What you are asked to do »
From the data that follows, report the number of lines including "connection", and only that number.

Saved entries:
= = = = =
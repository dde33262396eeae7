use tokio::task::JoinHandle;
use tracing::{info, warn};

use coolwatch_common::{record, HvacMode, Sample};

use crate::{client::ThermostatApi, journal::RecordLog, notify::Notifier};

#[derive(Debug, Clone, Copy, PartialEq, Eq)]
enum Step {
    TurnOff,
    TurnOn,
}

impl Step {
    fn waiting_note(self) -> &'static str {
        match self {
            Self::TurnOff => record::NOTE_WAITING_OFF,
            Self::TurnOn => record::NOTE_WAITING_ON,
        }
    }

    fn confirmed_note(self) -> &'static str {
        match self {
            Self::TurnOff => record::NOTE_TURNED_OFF,
            Self::TurnOn => record::NOTE_TURNED_ON,
        }
    }

    fn failure_note(self) -> &'static str {
        match self {
            Self::TurnOff => "Error turning system off",
            Self::TurnOn => "Error turning system back on",
        }
    }
}

/// Result of one off/on cycle. Only `restarted` outlives the sequence, as the next baseline.
#[derive(Debug)]
pub struct RecoveryOutcome {
    pub shut_off: Sample,
    pub restarted: Sample,
    pub write_attempts: u32,
    pub notifications: Option<JoinHandle<()>>,
}

/// Cycles the system off and back to `original_mode`, the mode `trigger` was read in.
///
/// Both steps retry until the device reports the requested mode. There is no
/// attempt limit, so a device that never reports the mode keeps this future
/// pending. Webhooks run on their own task and are never awaited here.
pub async fn recover<A>(
    api: &A,
    log: &RecordLog,
    notifier: &Notifier,
    trigger: &Sample,
    original_mode: HvacMode,
) -> RecoveryOutcome
where
    A: ThermostatApi + ?Sized,
{
    warn!(
        temperature_f = trigger.temperature_f,
        mode = trigger.mode.as_str(),
        "temperature rising while cooling, restarting system"
    );
    log.note(record::NOTE_RESTARTING).await;

    let notifications = notifier.spawn(log.clone());

    let (shut_off, off_attempts) = confirmed_write(api, log, HvacMode::Off, Step::TurnOff).await;
    let (restarted, on_attempts) = confirmed_write(api, log, original_mode, Step::TurnOn).await;

    RecoveryOutcome {
        shut_off,
        restarted,
        write_attempts: off_attempts + on_attempts,
        notifications,
    }
}

async fn confirmed_write<A>(api: &A, log: &RecordLog, target: HvacMode, step: Step) -> (Sample, u32)
where
    A: ThermostatApi + ?Sized,
{
    let mut attempts: u32 = 0;

    loop {
        attempts = attempts.saturating_add(1);

        match api.write(target).await {
            Ok(sample) if sample.mode == target => {
                info!(mode = target.as_str(), attempts, "{}", step.confirmed_note());
                log.note(step.confirmed_note()).await;
                return (sample, attempts);
            }
            Ok(sample) => {
                warn!(
                    wanted = target.as_str(),
                    reported = sample.mode.as_str(),
                    attempts,
                    "{}",
                    step.waiting_note()
                );
                log.note(step.waiting_note()).await;
            }
            Err(err) => {
                warn!(kind = err.kind(), attempts, "{}: {err}", step.failure_note());
                log.note(format!("{}: {err}", step.failure_note())).await;
            }
        }
    }
}

#[cfg(test)]
mod tests {
    use std::{sync::Arc, time::Duration};

    use coolwatch_common::record::{
        NOTE_RESTARTING, NOTE_TURNED_OFF, NOTE_TURNED_ON, NOTE_WAITING_OFF, NOTE_WAITING_ON,
    };

    use super::*;
    use crate::{
        client::ApiError,
        testing::{cooling, in_mode, notes, temp_log, FailingWebhooks, HangingWebhooks, ScriptedApi},
    };

    fn silent() -> Notifier {
        Notifier::new(Arc::new(FailingWebhooks), None, None)
    }

    #[tokio::test]
    async fn immediate_confirmation_takes_two_writes() {
        let dir = tempfile::tempdir().unwrap();
        let log = temp_log(&dir).await;
        let api = ScriptedApi::new();
        api.push_write(Ok(in_mode(72, HvacMode::Off)))
            .push_write(Ok(in_mode(71, HvacMode::Cool)));

        let outcome = recover(&api, &log, &silent(), &cooling(72), HvacMode::Cool).await;

        assert_eq!(api.written(), vec![HvacMode::Off, HvacMode::Cool]);
        assert_eq!(outcome.write_attempts, 2);
        assert_eq!(outcome.shut_off.mode, HvacMode::Off);
        assert_eq!(outcome.restarted, in_mode(71, HvacMode::Cool));
        assert!(outcome.notifications.is_none());
        assert_eq!(
            notes(&log).await,
            vec![NOTE_RESTARTING, NOTE_TURNED_OFF, NOTE_TURNED_ON]
        );
    }

    #[tokio::test]
    async fn waits_until_mode_matches() {
        const LAGGING: usize = 3;

        let dir = tempfile::tempdir().unwrap();
        let log = temp_log(&dir).await;
        let api = ScriptedApi::new();
        for _ in 0..LAGGING {
            api.push_write(Ok(cooling(73)));
        }
        api.push_write(Ok(in_mode(73, HvacMode::Off)));

        let outcome = recover(&api, &log, &silent(), &cooling(73), HvacMode::Cool).await;

        let off_writes = api
            .written()
            .iter()
            .filter(|mode| **mode == HvacMode::Off)
            .count();
        assert_eq!(off_writes, LAGGING + 1);
        assert_eq!(outcome.write_attempts as usize, LAGGING + 2);

        let notes = notes(&log).await;
        let waiting = notes.iter().filter(|n| *n == NOTE_WAITING_OFF).count();
        assert_eq!(waiting, LAGGING);
        assert!(!notes.iter().any(|n| n == NOTE_WAITING_ON));
    }

    #[tokio::test]
    async fn write_errors_are_logged_and_retried() {
        let dir = tempfile::tempdir().unwrap();
        let log = temp_log(&dir).await;
        let api = ScriptedApi::new();
        api.push_write(Ok(in_mode(74, HvacMode::Off)))
            .push_write(Err(ApiError::Transport("connection reset".into())))
            .push_write(Ok(in_mode(74, HvacMode::Off)))
            .push_write(Ok(in_mode(74, HvacMode::Heat)));

        let trigger = in_mode(74, HvacMode::Heat);
        let outcome = recover(&api, &log, &silent(), &trigger, trigger.mode).await;

        assert_eq!(
            api.written(),
            vec![HvacMode::Off, HvacMode::Heat, HvacMode::Heat, HvacMode::Heat]
        );
        assert_eq!(outcome.restarted.mode, HvacMode::Heat);
        assert_eq!(
            notes(&log).await,
            vec![
                NOTE_RESTARTING.to_owned(),
                NOTE_TURNED_OFF.to_owned(),
                "Error turning system back on: could not communicate: connection reset".to_owned(),
                NOTE_WAITING_ON.to_owned(),
                NOTE_TURNED_ON.to_owned(),
            ]
        );
    }

    #[tokio::test]
    async fn hanging_webhooks_do_not_block_the_cycle() {
        let dir = tempfile::tempdir().unwrap();
        let log = temp_log(&dir).await;
        let api = ScriptedApi::new();
        let notifier = Notifier::new(
            Arc::new(HangingWebhooks),
            Some("https://hooks.example.com/post".into()),
            Some("https://hooks.example.com/get".into()),
        );

        let outcome = tokio::time::timeout(
            Duration::from_secs(5),
            recover(&api, &log, &notifier, &cooling(72), HvacMode::Cool),
        )
        .await
        .expect("recovery must not wait on webhooks");

        let handle = outcome.notifications.expect("webhooks configured");
        assert!(!handle.is_finished());
        handle.abort();

        assert_eq!(outcome.write_attempts, 2);
        assert!(notes(&log).await.iter().any(|n| n == NOTE_TURNED_ON));
    }

    #[tokio::test]
    async fn failing_webhooks_do_not_abort_the_cycle() {
        let dir = tempfile::tempdir().unwrap();
        let log = temp_log(&dir).await;
        let api = ScriptedApi::new();
        let notifier = Notifier::new(
            Arc::new(FailingWebhooks),
            Some("https://hooks.example.com/post".into()),
            None,
        );

        let outcome = recover(&api, &log, &notifier, &cooling(72), HvacMode::Cool).await;
        outcome.notifications.unwrap().await.unwrap();

        let notes = notes(&log).await;
        assert!(notes.iter().any(|n| n == NOTE_TURNED_OFF));
        assert!(notes.iter().any(|n| n == NOTE_TURNED_ON));
        assert!(notes
            .iter()
            .any(|n| n.starts_with("problem with webhook-post")));
    }
}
= = = = =
Answer to this task »
2